The study from Luděk Bartoš and colleagues from the Institute of Animal Science is published online in the Springer journal Behavioral Ecology and Sociobiology.
It known that fetal loss is a common phenomenon in domestic horses after away-mating, a frequent way of breeding mares in the Czech Republic. After becoming pregnant, the female horses are returned to their home environments, which often include familiar males.
In their study the researchers compared the frequency of abortion between mares which mated with a home stallion versus a foreign stud muffin. They also studied the sexual behavior of mares returning from away-mating.
Mares that conceived with a foreign stallion aborted in 31 percent of the cases, while none of the home-mated foals were aborted.
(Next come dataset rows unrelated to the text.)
//! ---
//! ems_section: "01-core-functionality"
//! ems_subsection: "binary"
//! ems_type: "source"
//! ems_scope: "code"
//! ems_description: "Binary entrypoint for the charge-point controller daemon."
//! ems_version: "v0.0.0-prealpha"
//! ems_owner: "tbd"
//! ---
use std::path::PathBuf;
use std::time::Instant;

use anyhow::{Context, Result};
use clap::{Parser, Subcommand, ValueEnum};
use eo_common::config::{AppConfig, BoardSelection, HardwareConfig, Mode};
use eo_common::logging::init_tracing;
use eo_core::{ArbitrationScheduler, SERVICE_NAME};
use eo_hal::{probe_board, CurrentMeter, NoMeter, OverrunCounter, Transport, TransportKind};
use eo_metrics::{new_registry, spawn_http_server, DaemonMetrics, SharedRegistry, StationMetrics};
use eo_protocol::ChargerEngine;
use eo_sim::SimulatedStation;
use tokio::signal;
use tokio::sync::broadcast;
use tracing::{info, warn};

const BUILD_TARGET: &str = env!("VERGEN_CARGO_TARGET_TRIPLE");
const BUILD_TIMESTAMP: &str = env!("VERGEN_BUILD_TIMESTAMP");

#[derive(Debug, Parser)]
#[command(
    author,
    version = concat!(env!("CARGO_PKG_VERSION"), " (", env!("VERGEN_CARGO_TARGET_TRIPLE"), ")"),
    about = "Charge-point controller daemon",
    long_about = None
)]
struct Cli {
    #[arg(long, value_name = "FILE", help = "Path to configuration file")]
    config: Option<PathBuf>,

    #[arg(long, value_enum, help = "Override application mode")]
    mode: Option<CliMode>,

    #[command(subcommand)]
    command: Option<Commands>,
}

#[derive(Debug, Clone, Copy, ValueEnum)]
enum CliMode {
    Production,
    Simulation,
}

impl From<CliMode> for Mode {
    fn from(value: CliMode) -> Self {
        match value {
            CliMode::Production => Mode::Production,
            CliMode::Simulation => Mode::Simulation,
        }
    }
}

#[derive(Debug, Subcommand)]
enum Commands {
    #[command(about = "Run the arbitration loop")]
    Run,
    #[command(about = "Identify the host board and the transport it selects")]
    Probe,
    #[command(about = "Discover the charger controller address and exit")]
    Discover,
}

#[tokio::main]
async fn main() -> Result<()> {
    let cli = Cli::parse();
    let mut candidates = Vec::new();
    if let Some(path) = &cli.config {
        candidates.push(path.clone());
    }
    candidates.push(PathBuf::from("configs/eo-chargerd.toml"));
    candidates.push(PathBuf::from("configs/simulation.toml"));

    let load_started = Instant::now();
    let loaded = AppConfig::load_with_source(&candidates)?;
    let mut config = loaded.config;
    let load_duration = load_started.elapsed();
    if let Some(mode) = cli.mode {
        config.mode = mode.into();
    }
    init_tracing(SERVICE_NAME, &config.logging)?;
    info!(
        config_path = %loaded.source.display(),
        mode = ?config.mode,
        charger = %config.station.charger_name,
        built = BUILD_TIMESTAMP,
        "configuration loaded"
    );

    let registry = new_registry();
    let daemon_metrics = DaemonMetrics::new(registry.clone())?;
    daemon_metrics.observe_config_load(load_duration.as_secs_f64());
    daemon_metrics.inc_start();
    daemon_metrics.set_build_info(
        env!("CARGO_PKG_VERSION"),
        BUILD_TARGET,
        if config.mode.is_simulation() {
            "simulation"
        } else {
            "production"
        },
    );

    match cli.command.unwrap_or(Commands::Run) {
        Commands::Run => run_daemon(config, registry).await?,
        Commands::Probe => {
            let board = probe_board(&config.hardware.cpuinfo_path);
            println!(
                "Revision: {}\nTransport: {}",
                board.revision.as_deref().unwrap_or("unknown"),
                board.transport
            );
        }
        Commands::Discover => {
            let mut engine = build_engine(&config)?;
            engine.start()?;
            let address = match engine.address() {
                Some(address) => address.to_owned(),
                None => engine.discover()?,
            };
            println!(
                "Address: {}\nTransport: {}",
                address,
                engine.transport_kind()
            );
        }
    }

    Ok(())
}

async fn run_daemon(config: AppConfig, registry: SharedRegistry) -> Result<()> {
    let metrics_settings = config.metrics.clone();
    let (metrics_server, station_metrics) = if metrics_settings.enabled {
        info!(address = %metrics_settings.listen, "metrics exporter enabled");
        let server = spawn_http_server(registry.clone(), metrics_settings.listen)?;
        (Some(server), Some(StationMetrics::new(registry)?))
    } else {
        info!("metrics exporter disabled by configuration");
        (None, None)
    };

    let mut engine = build_engine(&config)?;
    engine.start().context("charger board link failed to start")?;
    let scheduler = ArbitrationScheduler::new(&config, engine, station_metrics);

    let (shutdown_tx, shutdown_rx) = broadcast::channel(1);
    let mut arbitration = tokio::spawn(scheduler.run(shutdown_rx));

    info!(mode = ?config.mode, "daemon running; waiting for termination signal");
    tokio::select! {
        signal = signal::ctrl_c() => {
            signal?;
            info!("ctrl-c received; shutting down");
            let _ = shutdown_tx.send(());
            arbitration.await??;
        }
        finished = &mut arbitration => {
            warn!("arbitration loop exited without a shutdown signal");
            finished??;
        }
    }

    if let Some(server) = metrics_server {
        server.shutdown().await?;
    }
    Ok(())
}

fn build_engine(config: &AppConfig) -> Result<ChargerEngine> {
    if config.mode.is_simulation() {
        Ok(simulated_engine(config))
    } else {
        hardware_engine(&config.hardware)
    }
}

fn selected_transport(hardware: &HardwareConfig) -> TransportKind {
    match hardware.board {
        BoardSelection::Auto => probe_board(&hardware.cpuinfo_path).transport,
        BoardSelection::DirectSerial => TransportKind::DirectSerial,
        BoardSelection::Bridge => TransportKind::Bridge,
    }
}

fn simulated_engine(config: &AppConfig) -> ChargerEngine {
    let hardware = &config.hardware;
    let station = SimulatedStation::new(&config.simulation);
    let transport: Box<dyn Transport> = match hardware.board {
        BoardSelection::Bridge => Box::new(station.bridge_transport(OverrunCounter::default())),
        BoardSelection::Auto | BoardSelection::DirectSerial => {
            Box::new(station.direct_transport())
        }
    };
    let meter: Box<dyn CurrentMeter> = if hardware.metering.enabled {
        let mut driver = station.metering_driver(hardware.metering.scale);
        match driver.initialise() {
            Ok(mismatched) if !mismatched.is_empty() => {
                warn!(registers = ?mismatched, "simulated metering registers did not verify")
            }
            Ok(_) => {}
            Err(err) => warn!(error = %err, "simulated metering initialisation failed"),
        }
        Box::new(driver)
    } else {
        Box::new(NoMeter)
    };
    info!(transport = %transport.kind(), "simulated station assembled");
    ChargerEngine::new(transport, meter, hardware.receive_timeout)
}

#[cfg(feature = "rpi")]
fn hardware_engine(hardware: &HardwareConfig) -> Result<ChargerEngine> {
    use eo_hal::rpi::{GpioLine, SpiMode, SpiRegisterBus};
    use eo_hal::{BridgeUart, DirectSerial, MeteringDriver, SerialPortLink};

    let reset_line = Box::new(GpioLine::open(hardware.reset_line)?);
    let transport: Box<dyn Transport> = match selected_transport(hardware) {
        TransportKind::DirectSerial => {
            let link = SerialPortLink::open(
                &hardware.serial_port,
                hardware.baud_rate,
                hardware.receive_timeout,
            )?;
            Box::new(DirectSerial::new(Box::new(link), reset_line))
        }
        TransportKind::Bridge => {
            let bus = SpiRegisterBus::open(
                hardware.bridge.slave_select,
                hardware.bridge.clock_hz,
                SpiMode::Mode0,
            )?;
            Box::new(BridgeUart::new(
                Box::new(bus),
                reset_line,
                OverrunCounter::default(),
            ))
        }
    };

    let metering = &hardware.metering;
    let meter: Box<dyn CurrentMeter> = if metering.enabled {
        let bus = SpiRegisterBus::open(metering.slave_select, metering.clock_hz, SpiMode::Mode3)?;
        let mut driver = MeteringDriver::new(
            Box::new(bus),
            Box::new(GpioLine::open(metering.reset_line)?),
            Box::new(GpioLine::open(metering.pm1_line)?),
            metering.scale,
        );
        let mismatched = driver.initialise()?;
        if !mismatched.is_empty() {
            warn!(registers = ?mismatched, "metering registers did not verify after load");
        }
        Box::new(driver)
    } else {
        info!("metering chip disabled; CT readings come from calibration only");
        Box::new(NoMeter)
    };
    Ok(ChargerEngine::new(transport, meter, hardware.receive_timeout))
}

#[cfg(not(feature = "rpi"))]
fn hardware_engine(hardware: &HardwareConfig) -> Result<ChargerEngine> {
    let transport = selected_transport(hardware);
    anyhow::bail!(
        "production mode needs the `rpi` feature (selected transport: {}); run with --mode simulation",
        transport
    )
}
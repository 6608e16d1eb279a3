//! ---
//! ems_section: "11-simulation"
//! ems_subsection: "module"
//! ems_type: "source"
//! ems_scope: "code"
//! ems_description: "Simulated serial link, UART bridge, metering chip and pins."
//! ems_version: "v0.0.0-prealpha"
//! ems_owner: "tbd"
//! ---
use std::collections::{HashMap, VecDeque};
use std::sync::Arc;

use eo_hal::metering::reg as meter_reg;
use eo_hal::{CtChannel, HalError, OutputLine, RegisterBus, SerialLink, FRAME_TERMINATOR};
use parking_lot::Mutex;

use crate::model::{Reply, StationModel};

/// Output pin that remembers every level it was driven to.
#[derive(Debug, Clone, Default)]
pub struct SimLine {
    levels: Arc<Mutex<Vec<bool>>>,
}

impl SimLine {
    pub fn levels(&self) -> Vec<bool> {
        self.levels.lock().clone()
    }
}

impl OutputLine for SimLine {
    fn set_high(&mut self) -> eo_hal::Result<()> {
        self.levels.lock().push(true);
        Ok(())
    }

    fn set_low(&mut self) -> eo_hal::Result<()> {
        self.levels.lock().push(false);
        Ok(())
    }
}

/// Feed one terminated command to the model and return the bytes the board sends back.
fn answer(model: &Mutex<StationModel>, command: &[u8]) -> (Vec<u8>, bool) {
    let text = String::from_utf8_lossy(command);
    match model.lock().handle(&text) {
        Reply::Frame(frame) => {
            let mut bytes = frame.into_bytes();
            bytes.push(FRAME_TERMINATOR);
            (bytes, false)
        }
        Reply::Overrun(partial) => (partial.into_bytes(), true),
        Reply::Silent => (Vec::new(), false),
    }
}

/// UART as seen by the direct transport. A plain UART cannot flag overruns, so a
/// truncated reply simply arrives short.
pub struct SimSerialLink {
    model: Arc<Mutex<StationModel>>,
    outbound: Vec<u8>,
    inbound: VecDeque<u8>,
}

impl SimSerialLink {
    pub fn new(model: Arc<Mutex<StationModel>>) -> Self {
        Self {
            model,
            outbound: Vec::new(),
            inbound: VecDeque::new(),
        }
    }
}

impl SerialLink for SimSerialLink {
    fn write_all(&mut self, bytes: &[u8]) -> eo_hal::Result<()> {
        for &byte in bytes {
            if byte == FRAME_TERMINATOR {
                let command = std::mem::take(&mut self.outbound);
                let (reply, _) = answer(&self.model, &command);
                self.inbound.extend(reply);
            } else {
                self.outbound.push(byte);
            }
        }
        Ok(())
    }

    fn bytes_to_read(&mut self) -> eo_hal::Result<usize> {
        Ok(self.inbound.len())
    }

    fn read(&mut self, buf: &mut [u8]) -> eo_hal::Result<usize> {
        let n = buf.len().min(self.inbound.len());
        for (slot, byte) in buf.iter_mut().zip(self.inbound.drain(..n)) {
            *slot = byte;
        }
        Ok(n)
    }

    fn clear_buffers(&mut self) -> eo_hal::Result<()> {
        self.outbound.clear();
        self.inbound.clear();
        Ok(())
    }
}

const BRIDGE_FIFO_DEPTH: usize = 64;
const BRIDGE_LCR: u8 = 0x03;
const BRIDGE_FCR: u8 = 0x02;
const BRIDGE_LSR: u8 = 0x05;
const BRIDGE_RXLVL: u8 = 0x09;
const LCR_DIVISOR_LATCH: u8 = 0x80;
const LSR_OVERRUN: u8 = 0x02;
const FCR_RX_RESET: u8 = 0x02;

/// UART bridge chip register model in front of the station.
pub struct SimBridgeBus {
    model: Arc<Mutex<StationModel>>,
    registers: HashMap<u8, u8>,
    rx: VecDeque<u8>,
    overrun: bool,
}

impl SimBridgeBus {
    pub fn new(model: Arc<Mutex<StationModel>>) -> Self {
        Self {
            model,
            registers: HashMap::new(),
            rx: VecDeque::new(),
            overrun: false,
        }
    }

    fn lcr(&self) -> u8 {
        self.registers.get(&BRIDGE_LCR).copied().unwrap_or(0)
    }
}

impl RegisterBus for SimBridgeBus {
    fn transfer(&mut self, frame: &[u8]) -> eo_hal::Result<Vec<u8>> {
        let (&header, payload) = frame
            .split_first()
            .ok_or_else(|| HalError::Bus("empty bridge frame".to_owned()))?;
        let mut reply = vec![0u8; frame.len()];
        let register = (header & 0x7F) >> 3;

        if header & 0x80 != 0 {
            match register {
                0 => {
                    for slot in reply.iter_mut().skip(1) {
                        *slot = self.rx.pop_front().unwrap_or(0);
                    }
                }
                BRIDGE_RXLVL => reply[1] = self.rx.len().min(BRIDGE_FIFO_DEPTH) as u8,
                BRIDGE_LSR => {
                    reply[1] = if self.overrun { LSR_OVERRUN } else { 0 };
                    self.overrun = false;
                }
                other => reply[1] = self.registers.get(&other).copied().unwrap_or(0),
            }
            return Ok(reply);
        }

        if register == 0 && self.lcr() & LCR_DIVISOR_LATCH == 0 {
            // transmit holding register
            if let Some((&FRAME_TERMINATOR, command)) = payload.split_last() {
                let (bytes, overrun) = answer(&self.model, command);
                self.rx.extend(bytes);
                self.overrun = overrun;
            }
            return Ok(reply);
        }

        if let Some(&value) = payload.first() {
            if register == BRIDGE_FCR && value & FCR_RX_RESET != 0 {
                self.rx.clear();
                self.overrun = false;
            }
            self.registers.insert(register, value);
        }
        Ok(reply)
    }
}

/// Energy-monitoring chip register file; RMS registers follow the station's CTs.
pub struct SimMeterBus {
    model: Arc<Mutex<StationModel>>,
    registers: HashMap<u16, u32>,
    scale: f64,
}

impl SimMeterBus {
    pub fn new(model: Arc<Mutex<StationModel>>, scale: f64) -> Self {
        let mut registers = HashMap::new();
        registers.insert(meter_reg::VERSION, 0x04);
        Self {
            model,
            registers,
            scale,
        }
    }

    fn read_register(&self, register: u16) -> u32 {
        let channel = match register {
            meter_reg::AIRMS => Some(CtChannel::Site),
            meter_reg::BIRMS => Some(CtChannel::Vehicle),
            meter_reg::CIRMS => Some(CtChannel::Solar),
            _ => None,
        };
        match channel {
            Some(channel) => (self.model.lock().ct_amps(channel) * self.scale).round() as u32,
            None => self.registers.get(&register).copied().unwrap_or(0),
        }
    }
}

impl RegisterBus for SimMeterBus {
    fn transfer(&mut self, frame: &[u8]) -> eo_hal::Result<Vec<u8>> {
        let mut reply = vec![0u8; frame.len()];
        // single-byte exchanges only unlock the bus
        if frame.len() < 4 {
            return Ok(reply);
        }
        let register = u16::from_be_bytes([frame[1], frame[2]]);
        let size = frame.len() - 3;
        if size > 4 {
            return Err(HalError::UnsupportedSize(size));
        }
        match frame[0] {
            0x01 => {
                let value = self.read_register(register).to_be_bytes();
                reply[3..].copy_from_slice(&value[4 - size..]);
            }
            0x00 => {
                let value = frame[3..]
                    .iter()
                    .fold(0u32, |acc, byte| (acc << 8) | u32::from(*byte));
                self.registers.insert(register, value);
            }
            other => return Err(HalError::Bus(format!("unknown metering opcode {}", other))),
        }
        Ok(reply)
    }
}
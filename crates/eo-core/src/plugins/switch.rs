//! ---
//! ems_section: "01-core-functionality"
//! ems_subsection: "module"
//! ems_type: "source"
//! ems_scope: "code"
//! ems_description: "Manual on/off charging switch."
//! ems_version: "v0.0.0-prealpha"
//! ems_owner: "tbd"
//! ---
use eo_common::config::ModuleParams;

use crate::error::PluginError;
use crate::params::{
    resolve, ModuleSettings, ParamDefault, ParamSpec, ResolvedParams, POLL_CADENCE,
};
use crate::plugin::{ChargePlugin, PollContext};

pub const NAME: &str = "switch";

const PARAMS: &[ParamSpec] = &[
    ParamSpec::new("enabled", ParamDefault::Bool(false)),
    POLL_CADENCE,
    ParamSpec::new("on", ParamDefault::Bool(false)),
    ParamSpec::new("amps", ParamDefault::Int(32)),
];

#[derive(Debug, Clone, Copy, PartialEq, Eq)]
pub struct SwitchConfig {
    pub settings: ModuleSettings,
    pub on: bool,
    /// Sent as-is; the scheduler clamps votes to 0..=32.
    pub amps: i32,
}

impl Default for SwitchConfig {
    fn default() -> Self {
        Self {
            settings: ModuleSettings {
                enabled: false,
                poll_cadence: 1,
            },
            on: false,
            amps: 32,
        }
    }
}

impl SwitchConfig {
    fn from_params(params: &ResolvedParams) -> Result<Self, PluginError> {
        Ok(Self {
            settings: ModuleSettings::from_params(params)?,
            on: params.bool("on")?,
            amps: params.int_as("amps")?,
        })
    }
}

#[derive(Debug, Default)]
pub struct ManualSwitch {
    params: ResolvedParams,
    config: SwitchConfig,
}

impl ManualSwitch {
    pub fn new(raw: &ModuleParams) -> Result<Self, PluginError> {
        let mut module = Self::default();
        module.configure(raw)?;
        Ok(module)
    }

    pub fn config(&self) -> &SwitchConfig {
        &self.config
    }
}

impl ChargePlugin for ManualSwitch {
    fn name(&self) -> &'static str {
        NAME
    }

    fn param_spec(&self) -> &'static [ParamSpec] {
        PARAMS
    }

    fn configure(&mut self, raw: &ModuleParams) -> Result<(), PluginError> {
        let params = resolve(NAME, PARAMS, raw);
        self.config = SwitchConfig::from_params(&params)?;
        self.params = params;
        Ok(())
    }

    fn params(&self) -> &ResolvedParams {
        &self.params
    }

    fn settings(&self) -> ModuleSettings {
        self.config.settings
    }

    fn poll(&mut self, _ctx: &PollContext<'_>) -> Result<Option<i32>, PluginError> {
        Ok(Some(if self.config.on { self.config.amps } else { 0 }))
    }
}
Foreign-mated mares housed near home males in adjacent enclosures, unable to make sexual contact, were at even higher additional risk for abortion.
Bartoš and colleagues’ results suggest that they have uncovered a new phenomenon in domestic horses: a female counter-strategy to male infanticide, a common problem with foals not fathered by stallions in the home herd. If the dominant home male is not the father, he often kills the baby horse.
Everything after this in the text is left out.